Sporenfärbung von Bakterien zur Differenzierung der bakteriellen Spore und der vegetativen Zelle

Zweck:

Alle Bakterien bleiben in ihrer "vegetativen Form", wenn die Umweltbedingungen für ihre normalen Stoffwechselaktivitäten günstig sind.

In dieser Form nehmen sie Nährstoffe auf, wachsen und vermehren sich.

Auf der anderen Seite sterben die meisten von ihnen, wenn die Umweltbedingungen nachteilig werden, wie starke Kälte, extreme Hitze, Alterung, Nährstoffmangel, Strahlenbelastung und giftige Chemikalien.

Nur wenige Arten von Bakterien können unter solchen widrigen Bedingungen überleben, indem sie sich in hochresistente, metabolisch inaktive Formen umwandeln, die als "Sporen" bezeichnet werden. Bei widrigen Bedingungen wird eine Spore in einer vegetativen Zelle durch Dehydratisierung und Kontraktion des Zellinhalts erzeugt.

Diese in der Bakterienzelle gebildete Spore wird als "Endospor" bezeichnet (Abbildung 2.13). Wenn sich ungünstige Bedingungen verschlechtern, bricht die Zelle und setzt den Endospor frei, der jetzt zu einer unabhängigen, ruhenden Zelle namens "Spore" wird.

Der Prozess der Sporenbildung wird als "Sporogenese" bezeichnet. Die Spore besteht aus dicken, relativ undurchlässigen Schichten wie Sporenrinde und Sporenmantel, die die Zelle vor physischen Schäden schützen. Die Spore erlangt ihren Widerstand durch mehrere Mechanismen, die noch nicht klar erklärt wurden.

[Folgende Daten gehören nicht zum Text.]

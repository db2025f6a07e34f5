//! Dataset Registry (component C): owns loaded datasets, classifies each as
//! small or large, and resolves queries to a dataset.

use std::collections::HashMap;
use std::io::{BufRead, BufReader};
use std::path::{Path, PathBuf};

use thiserror::Error;
use tracing::{debug, info, warn};
use uuid::Uuid;

use tsviz_parser::model::Series;
use tsviz_parser::{parse, peek_header, validate_multi_channel_header, ParseError};

use crate::cache::{CacheError, ColumnarCache};

pub const LARGE_FILE_THRESHOLD_BYTES: u64 = 50_000_000;

#[derive(Debug, Error)]
pub enum RegistryError {
    #[error(transparent)]
    Parse(#[from] ParseError),
    #[error(transparent)]
    Cache(#[from] CacheError),
    #[error("I/O error: {0}")]
    Io(#[from] std::io::Error),
    #[error("dataset not found")]
    NotFound,
}

pub type Result<T> = std::result::Result<T, RegistryError>;

pub type DatasetId = Uuid;

#[derive(Debug, Clone, Copy, PartialEq, Eq)]
pub enum SizeClass {
    Small,
    Large,
}

/// The in-memory or cache-backed representation of a dataset's channels.
///
/// `Small` keeps one [`Series`] per channel rather than a single shared `x`
/// plus per-channel `y`: a row missing one column's cell is still kept for
/// every other column, so sibling channels in the same file can legitimately
/// end up with different `x` arrays. Only the declared 16-channel format
/// guarantees a single shared time axis.
#[derive(Debug, Clone)]
pub enum DatasetBackend {
    Small {
        series: HashMap<String, Series>,
    },
    Large {
        stem: String,
        cache_key: String,
    },
}

#[derive(Debug, Clone)]
pub struct DatasetRecord {
    pub id: DatasetId,
    pub name: String,
    pub source_path: PathBuf,
    pub size_class: SizeClass,
    pub total_rows: usize,
    pub channels: Vec<String>,
    pub time_range: (f64, f64),
    pub backend: DatasetBackend,
}

/// The result of parsing and (for large files) cache-materializing a
/// source file, before it has been assigned an id or inserted into the
/// registry. Building this requires no lock; only [`Registry::commit`]
/// needs one, and only briefly.
pub struct PreparedDataset {
    name: String,
    source_path: PathBuf,
    size_class: SizeClass,
    total_rows: usize,
    channels: Vec<String>,
    time_range: (f64, f64),
    backend: DatasetBackend,
    multi_channel_mode: bool,
    legacy_series: Vec<(String, Series)>,
}

/// Owns every loaded dataset plus the legacy flat channel map and the UI
/// side-tables. A single `tokio::sync::RwLock<Registry>` is the only
/// synchronization primitive the API crate needs.
#[derive(Debug, Default)]
pub struct Registry {
    datasets: HashMap<DatasetId, DatasetRecord>,
    order: Vec<DatasetId>,
    /// Populated only by datasets ingested outside multi-channel mode.
    legacy: HashMap<String, Series>,
    channel_names: HashMap<String, String>,
    channel_offsets: HashMap<String, f64>,
    channel_cut_ranges: HashMap<String, (i64, i64)>,
}

/// Parses (and, for large files, cache-materializes) `path` into a
/// [`PreparedDataset`]. Performs no registry mutation and needs no lock;
/// callers hold only a read lock, if any, while this runs. Size-classifies
/// per spec: `large` only when the file is at least `threshold_bytes` AND
/// `multi_channel_mode` is set; everything else is parsed fully into memory.
pub fn prepare_ingest(
    path: &Path,
    multi_channel_mode: bool,
    cache: &ColumnarCache,
    threshold_bytes: u64,
) -> Result<PreparedDataset> {
    let file_size = std::fs::metadata(path)?.len();
    let stem = path
        .file_stem()
        .map(|s| s.to_string_lossy().to_string())
        .unwrap_or_else(|| "dataset".to_string());

    let is_large = multi_channel_mode && file_size >= threshold_bytes;

    let (size_class, total_rows, channels, time_range, backend, legacy_series) = if is_large {
        let (size_class, total_rows, channels, time_range, backend) =
            prepare_large(path, &stem, cache)?;
        (size_class, total_rows, channels, time_range, backend, Vec::new())
    } else {
        prepare_small(path, &stem, multi_channel_mode)?
    };

    debug!(stem, rows = total_rows, large = is_large, "dataset prepared");
    Ok(PreparedDataset {
        name: stem,
        source_path: path.to_path_buf(),
        size_class,
        total_rows,
        channels,
        time_range,
        backend,
        multi_channel_mode,
        legacy_series,
    })
}

#[allow(clippy::type_complexity)]
fn prepare_large(
    path: &Path,
    stem: &str,
    cache: &ColumnarCache,
) -> Result<(SizeClass, usize, Vec<String>, (f64, f64), DatasetBackend)> {
    let first_line = read_first_line(path)?;
    let header = peek_header(&first_line)?;
    validate_multi_channel_header(&header)?;

    let key = cache.key_for(path)?;
    let meta = if cache.is_complete(stem, &key) {
        debug!(stem, key, "reusing existing cache entry");
        cache.load_metadata(stem, &key)?
    } else {
        cache.materialize(path, stem, &key)?
    };

    Ok((
        SizeClass::Large,
        meta.total_rows,
        meta.channels,
        meta.time_range,
        DatasetBackend::Large {
            stem: stem.to_string(),
            cache_key: key,
        },
    ))
}

/// Reads just the first line of `path`, so header validation for a
/// multi-gigabyte candidate doesn't require loading it into memory before
/// `ColumnarCache::materialize` streams it for real.
fn read_first_line(path: &Path) -> std::io::Result<String> {
    let file = std::fs::File::open(path)?;
    let mut line = String::new();
    BufReader::new(file).read_line(&mut line)?;
    Ok(line)
}

#[allow(clippy::type_complexity)]
fn prepare_small(
    path: &Path,
    stem: &str,
    multi_channel_mode: bool,
) -> Result<(
    SizeClass,
    usize,
    Vec<String>,
    (f64, f64),
    DatasetBackend,
    Vec<(String, Series)>,
)> {
    let content = std::fs::read_to_string(path)?;
    let parsed = parse(&content, stem, multi_channel_mode)?;

    if parsed.channels.is_empty() {
        return Err(RegistryError::Parse(ParseError::Empty));
    }

    let total_rows = parsed.channels[0].1.len();
    let x = parsed.channels[0].1.x.clone();
    let time_range = (
        x.first().copied().unwrap_or(0.0),
        x.last().copied().unwrap_or(0.0),
    );

    let channels: Vec<String> = parsed.channel_names();
    let series: HashMap<String, Series> = parsed
        .channels
        .iter()
        .map(|(name, s)| (name.clone(), s.clone()))
        .collect();

    let legacy_series = if multi_channel_mode {
        Vec::new()
    } else {
        parsed.channels.clone()
    };

    Ok((
        SizeClass::Small,
        total_rows,
        channels,
        time_range,
        DatasetBackend::Small { series },
        legacy_series,
    ))
}

impl Registry {
    pub fn new() -> Self {
        Self::default()
    }

    /// Commits an already-prepared dataset: the only registry mutation in
    /// the ingest path, intended to run under a short write-lock section.
    pub fn commit(&mut self, prepared: PreparedDataset) -> DatasetId {
        let id = Uuid::new_v4();
        if !prepared.multi_channel_mode {
            for (name, series) in prepared.legacy_series {
                self.legacy.insert(name, series);
            }
        }
        let record = DatasetRecord {
            id,
            name: prepared.name,
            source_path: prepared.source_path,
            size_class: prepared.size_class,
            total_rows: prepared.total_rows,
            channels: prepared.channels,
            time_range: prepared.time_range,
            backend: prepared.backend,
        };
        info!(dataset_id = %id, rows = record.total_rows, "dataset committed");
        self.datasets.insert(id, record);
        self.order.push(id);
        id
    }

    /// Convenience wrapper for call sites (tests, CLI-style one-shot
    /// ingestion) that don't need the prepare/commit split a shared
    /// registry lock requires.
    pub fn ingest(
        &mut self,
        path: &Path,
        multi_channel_mode: bool,
        cache: &ColumnarCache,
        threshold_bytes: u64,
    ) -> Result<DatasetId> {
        let prepared = prepare_ingest(path, multi_channel_mode, cache, threshold_bytes)?;
        Ok(self.commit(prepared))
    }

    /// Resolves `dataset_id`, falling back to the most recently added
    /// dataset when it is absent or unknown.
    pub fn resolve(&self, dataset_id: Option<&DatasetId>) -> Option<&DatasetRecord> {
        if let Some(id) = dataset_id {
            if let Some(record) = self.datasets.get(id) {
                return Some(record);
            }
        }
        self.order.last().and_then(|id| self.datasets.get(id))
    }

    pub fn get(&self, id: &DatasetId) -> Option<&DatasetRecord> {
        self.datasets.get(id)
    }

    pub fn rename(&mut self, id: &DatasetId, name: String) -> Result<()> {
        self.datasets
            .get_mut(id)
            .map(|record| record.name = name)
            .ok_or(RegistryError::NotFound)
    }

    pub fn datasets(&self) -> impl Iterator<Item = &DatasetRecord> {
        self.order.iter().filter_map(|id| self.datasets.get(id))
    }

    pub fn legacy_map(&self) -> &HashMap<String, Series> {
        &self.legacy
    }

    pub fn channel_names(&self) -> &HashMap<String, String> {
        &self.channel_names
    }

    pub fn set_channel_names(&mut self, names: HashMap<String, String>) {
        self.channel_names.extend(names);
    }

    pub fn channel_offsets(&self) -> &HashMap<String, f64> {
        &self.channel_offsets
    }

    pub fn set_channel_offset(&mut self, channel_id: String, offset: f64) {
        self.channel_offsets.insert(channel_id, offset);
    }

    pub fn channel_cut_ranges(&self) -> &HashMap<String, (i64, i64)> {
        &self.channel_cut_ranges
    }

    pub fn set_channel_cut_range(&mut self, channel_id: String, start: i64, end: i64) {
        self.channel_cut_ranges.insert(channel_id, (start, end));
    }

    /// Empties every registry map and UI side-table, and deletes every
    /// cache file owned by a dataset this process had loaded. Returns the
    /// deleted cache file paths.
    pub fn clear(&mut self, cache: &ColumnarCache) -> std::io::Result<Vec<PathBuf>> {
        let mut deleted = Vec::new();
        for record in self.datasets.values() {
            if let DatasetBackend::Large { stem, .. } = &record.backend {
                match cache.delete_for_stem(stem) {
                    Ok(mut files) => deleted.append(&mut files),
                    Err(err) => warn!(stem, error = %err, "failed to delete cache entry"),
                }
            }
        }
        self.datasets.clear();
        self.order.clear();
        self.legacy.clear();
        self.channel_names.clear();
        self.channel_offsets.clear();
        self.channel_cut_ranges.clear();
        Ok(deleted)
    }
}

#[cfg(test)]
mod tests {
    use super::*;
    use std::io::Write;

    fn write_csv(dir: &Path, name: &str, content: &str) -> PathBuf {
        let path = dir.join(name);
        let mut file = std::fs::File::create(&path).unwrap();
        file.write_all(content.as_bytes()).unwrap();
        path
    }

    #[test]
    fn single_column_small_file_populates_legacy_map() {
        let tmp = tempfile::tempdir().unwrap();
        let path = write_csv(tmp.path(), "temp.csv", "1.0\n2.0\n3.0");
        let cache = ColumnarCache::new(tmp.path().join("cache"));

        let mut registry = Registry::new();
        let id = registry.ingest(&path, false, &cache, LARGE_FILE_THRESHOLD_BYTES).unwrap();

        let record = registry.get(&id).unwrap();
        assert_eq!(record.size_class, SizeClass::Small);
        assert_eq!(record.total_rows, 3);
        assert!(registry.legacy_map().contains_key("temp"));
    }

    #[test]
    fn multi_channel_small_file_does_not_populate_legacy_map() {
        let tmp = tempfile::tempdir().unwrap();
        let header = tsviz_parser::multi_channel_header().join(",");
        let row: Vec<String> = (0..=16).map(|i| i.to_string()).collect();
        let content = format!("{header}\n{}\n", row.join(","));
        let path = write_csv(tmp.path(), "rec.csv", &content);
        let cache = ColumnarCache::new(tmp.path().join("cache"));

        let mut registry = Registry::new();
        registry.ingest(&path, true, &cache, LARGE_FILE_THRESHOLD_BYTES).unwrap();

        assert!(registry.legacy_map().is_empty());
    }

    #[test]
    fn resolve_falls_back_to_most_recently_added() {
        let tmp = tempfile::tempdir().unwrap();
        let path_a = write_csv(tmp.path(), "a.csv", "1.0\n2.0");
        let path_b = write_csv(tmp.path(), "b.csv", "3.0\n4.0");
        let cache = ColumnarCache::new(tmp.path().join("cache"));

        let mut registry = Registry::new();
        registry.ingest(&path_a, false, &cache, LARGE_FILE_THRESHOLD_BYTES).unwrap();
        let id_b = registry.ingest(&path_b, false, &cache, LARGE_FILE_THRESHOLD_BYTES).unwrap();

        let resolved = registry.resolve(None).unwrap();
        assert_eq!(resolved.id, id_b);

        let unknown = Uuid::new_v4();
        let resolved = registry.resolve(Some(&unknown)).unwrap();
        assert_eq!(resolved.id, id_b);
    }

    #[test]
    fn clear_empties_everything_and_deletes_owned_cache_files() {
        let tmp = tempfile::tempdir().unwrap();
        let header = tsviz_parser::multi_channel_header().join(",");
        let row: Vec<String> = (0..=16).map(|i| i.to_string()).collect();
        let content = format!("{header}\n{}\n", row.join(","));
        let path = write_csv(tmp.path(), "rec.csv", &content);
        let cache = ColumnarCache::new(tmp.path().join("cache"));

        let mut registry = Registry::new();
        // Force the large path regardless of actual file size for this test.
        registry.ingest(&path, true, &cache, 0).unwrap();
        registry.set_channel_offset("AI2-01".to_string(), 2.5);

        let deleted = registry.clear(&cache).unwrap();
        assert_eq!(deleted.len(), 17);
        assert!(registry.datasets().next().is_none());
        assert!(registry.channel_offsets().is_empty());
    }
}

Wenn die Bedingungen günstig sind, bilden die Schichten, die den Sporenbruch bedecken, und die Spore führt zu einer metabolisch aktiven vegetativen Zelle. Dieser Vorgang wird als "Keimung" bezeichnet.

Aufgrund der Fähigkeit, Sporen zu bilden, können Bakterien wie folgt in zwei Gruppen unterteilt werden:

(1) Sporenbildende Bakterien (Sporenbildner):

Bakterien, die eine Spore produzieren können, um unter widrigen Umweltbedingungen zu überleben, sind Sporen bildende Bakterien (Sporenbildner). Meist können die folgenden drei Gattungen stäbchenförmiger Bakterien unter widrigen Umgebungsbedingungen Sporen erzeugen.

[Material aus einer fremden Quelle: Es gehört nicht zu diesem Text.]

//! Alignment Engine (component F): cross-correlation lag primitive plus the
//! hierarchical (legacy multi-file) and dataset (multi-channel) surfaces
//! built on it.

use std::collections::HashMap;

use num_complex::Complex;
use rustfft::FftPlanner;
use thiserror::Error;

use tsviz_parser::model::Series;

use crate::cache::ColumnarCache;
use crate::query::{self, DEFAULT_TARGET_POINTS};
use crate::registry::{DatasetId, DatasetRecord};

/// Inputs whose combined sample count is at or below this use direct
/// summation; above it, FFT-based convolution. Mirrors `scipy.signal`'s
/// length-based `method='auto'` choice.
const FFT_THRESHOLD: usize = 4096;

#[derive(Debug, Error)]
pub enum AlignError {
    #[error("{0}")]
    InvalidRequest(String),
    #[error("reference signal could not be resolved")]
    MissingReference,
}

pub type Result<T> = std::result::Result<T, AlignError>;

/// Zero-mean normalizes both inputs, computes the full linear
/// cross-correlation, and returns the index offset at which it peaks.
/// Positive means `target` must shift right to match `template`. Ties
/// break toward the smaller index. Empty inputs return 0.
pub fn lag(template: &[f64], target: &[f64]) -> i64 {
    if template.is_empty() || target.is_empty() {
        return 0;
    }

    let t = demean(template);
    let g = demean(target);

    let reversed_g: Vec<f64> = g.iter().rev().copied().collect();
    let correlation = if t.len() + g.len() > FFT_THRESHOLD {
        convolve_fft(&t, &reversed_g)
    } else {
        convolve_direct(&t, &reversed_g)
    };

    let mut best_idx = 0usize;
    let mut best_val = f64::NEG_INFINITY;
    for (idx, value) in correlation.iter().enumerate() {
        if *value > best_val {
            best_val = *value;
            best_idx = idx;
        }
    }

    (g.len() as i64 - 1) - best_idx as i64
}

fn demean(signal: &[f64]) -> Vec<f64> {
    let mean = signal.iter().sum::<f64>() / signal.len() as f64;
    signal.iter().map(|v| v - mean).collect()
}

fn convolve_direct(a: &[f64], b: &[f64]) -> Vec<f64> {
    let n = a.len() + b.len() - 1;
    let mut out = vec![0.0; n];
    for (i, av) in a.iter().enumerate() {
        if *av == 0.0 {
            continue;
        }
        for (j, bv) in b.iter().enumerate() {
            out[i + j] += av * bv;
        }
    }
    out
}

fn convolve_fft(a: &[f64], b: &[f64]) -> Vec<f64> {
    let n = a.len() + b.len() - 1;
    let mut planner = FftPlanner::new();
    let fft = planner.plan_fft_forward(n);
    let ifft = planner.plan_fft_inverse(n);

    let mut ca: Vec<Complex<f64>> = a.iter().map(|&v| Complex::new(v, 0.0)).collect();
    ca.resize(n, Complex::new(0.0, 0.0));
    let mut cb: Vec<Complex<f64>> = b.iter().map(|&v| Complex::new(v, 0.0)).collect();
    cb.resize(n, Complex::new(0.0, 0.0));

    fft.process(&mut ca);
    fft.process(&mut cb);
    let mut product: Vec<Complex<f64>> = ca.iter().zip(cb.iter()).map(|(x, y)| x * y).collect();
    ifft.process(&mut product);

    product.iter().map(|c| c.re / n as f64).collect()
}

fn cut(series: &Series, range: Option<&(i64, i64)>) -> Vec<f64> {
    let len = series.y.len();
    let (start, end) = match range {
        Some((s, e)) => (
            (*s).max(0) as usize,
            (*e).clamp(0, len as i64) as usize,
        ),
        None => (0, len),
    };
    if start >= end || start >= len {
        return Vec::new();
    }
    series.y[start..end.min(len)].to_vec()
}

/// Legacy multi-file alignment. `groups` maps a group name to its member
/// series ids in order (the first is that group's template); `lookup`
/// resolves a series id to its signal. Missing series receive offset 0.
pub fn hierarchical_align<F>(
    groups: &HashMap<String, Vec<String>>,
    cut_ranges: &HashMap<String, (i64, i64)>,
    reference_group: &str,
    lookup: F,
) -> HashMap<String, i64>
where
    F: Fn(&str) -> Option<Series>,
{
    let mut offsets: HashMap<String, i64> = HashMap::new();
    let mut templates: HashMap<String, Vec<f64>> = HashMap::new();

    for (group_name, members) in groups {
        let Some(template_id) = members.first() else {
            continue;
        };
        let template_cut = lookup(template_id)
            .map(|series| cut(&series, cut_ranges.get(template_id)))
            .unwrap_or_default();
        templates.insert(group_name.clone(), template_cut.clone());
        offsets.insert(template_id.clone(), 0);

        for member_id in &members[1..] {
            match lookup(member_id) {
                Some(series) => {
                    let target_cut = cut(&series, cut_ranges.get(member_id));
                    offsets.insert(member_id.clone(), lag(&template_cut, &target_cut));
                }
                None => {
                    offsets.insert(member_id.clone(), 0);
                }
            }
        }
    }

    if let Some(reference_members) = groups.get(reference_group) {
        if !reference_members.is_empty() {
            if let Some(reference_template) = templates.get(reference_group).cloned() {
                for (group_name, members) in groups {
                    if group_name == reference_group || members.is_empty() {
                        continue;
                    }
                    if let Some(other_template) = templates.get(group_name) {
                        let delta = lag(&reference_template, other_template);
                        for member_id in members {
                            if let Some(offset) = offsets.get_mut(member_id) {
                                *offset += delta;
                            }
                        }
                    }
                }
            }
        }
    }

    offsets
}

/// Multi-channel dataset alignment. Fetches `channel_id` from every
/// dataset in `dataset_ids` within `cut_range`, downsampled to
/// `target_points`, and converts each integer `lag` against the reference
/// into a time offset using the reference's median inter-sample `Δt`.
///
/// `records` is looked up by the caller ahead of time (typically while
/// holding the registry's read lock only long enough to clone the
/// relevant `DatasetRecord`s), so this function itself never needs the
/// registry lock while it performs cache reads and FFT work.
pub fn dataset_align(
    dataset_ids: &[DatasetId],
    channel_id: &str,
    reference_dataset_id: Option<DatasetId>,
    cut_range: Option<(f64, f64)>,
    target_points: Option<usize>,
    records: &HashMap<DatasetId, DatasetRecord>,
    cache: &ColumnarCache,
) -> Result<HashMap<DatasetId, f64>> {
    if dataset_ids.len() < 2 {
        return Err(AlignError::InvalidRequest(
            "at least two datasets are required".to_string(),
        ));
    }

    let target_points = target_points.unwrap_or(DEFAULT_TARGET_POINTS);
    let (t_start, t_end) = cut_range.unwrap_or((0.0, 1e10));
    let reference_id = reference_dataset_id
        .filter(|id| dataset_ids.contains(id))
        .unwrap_or(dataset_ids[0]);

    let mut series_by_id = HashMap::with_capacity(dataset_ids.len());
    for id in dataset_ids {
        let record = records.get(id).ok_or(AlignError::MissingReference)?;
        let series = query::by_time(record, channel_id, t_start, t_end, target_points, cache)
            .map_err(|_| AlignError::MissingReference)?;
        series_by_id.insert(*id, series);
    }

    let reference = series_by_id
        .get(&reference_id)
        .ok_or(AlignError::MissingReference)?;
    let dt = median_delta(&reference.x).filter(|d| d.is_finite() && *d > 0.0).unwrap_or(1.0);
    let reference_y = reference.y.clone();
    let reference_len = reference_y.len();

    let mut offsets = HashMap::with_capacity(dataset_ids.len());
    for id in dataset_ids {
        if *id == reference_id {
            offsets.insert(*id, 0.0);
            continue;
        }
        let target = &series_by_id[id];
        if reference_len < 2 || target.y.len() < 2 {
            offsets.insert(*id, 0.0);
            continue;
        }
        let shift = lag(&reference_y, &target.y);
        offsets.insert(*id, shift as f64 * dt);
    }

    Ok(offsets)
}

fn median_delta(x: &[f64]) -> Option<f64> {
    if x.len() < 2 {
        return None;
    }
    let mut deltas: Vec<f64> = x.windows(2).map(|pair| pair[1] - pair[0]).collect();
    deltas.sort_by(|a, b| a.partial_cmp(b).unwrap_or(std::cmp::Ordering::Equal));
    Some(deltas[deltas.len() / 2])
}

A. Aerobe stäbchenförmige Bakterien

1. Bacillus spp.

B. anaerobe stäbchenförmige Bakterien

2. Clostridium spp.

3. Desulfotomaculum spp.

(2) nicht sporenbildende Bakterien (Nicht-Sporenbildner):

Ein Bakterium, das keine Spore produzieren kann und daher unter widrigen Umweltbedingungen in seiner vegetativen Form stirbt, ist ein nicht sporenbildendes Bakterium (kein Sporenbildner).

Der Zweck der Sporenfärbung besteht darin, die Sporen und vegetativen Zellen eines Sporenbildners zu unterscheiden und Sporenbildner von Nicht-Sporenbildnern zu unterscheiden. Die Sporenfärbung ist auch hilfreich bei der Identifizierung der Bakterien der Gattungen Bacillus, Clostridium und Desulfotomaculum.

Prinzip:

Die Sporen unterscheiden sich von den vegetativen Zellen dadurch, dass sie dicke, relativ undurchlässige Schichten um sich herum haben (Abbildung 2.14). Der Primärfleck Malachitgrün kann durch diese Schichten nicht in die Sporen eindringen.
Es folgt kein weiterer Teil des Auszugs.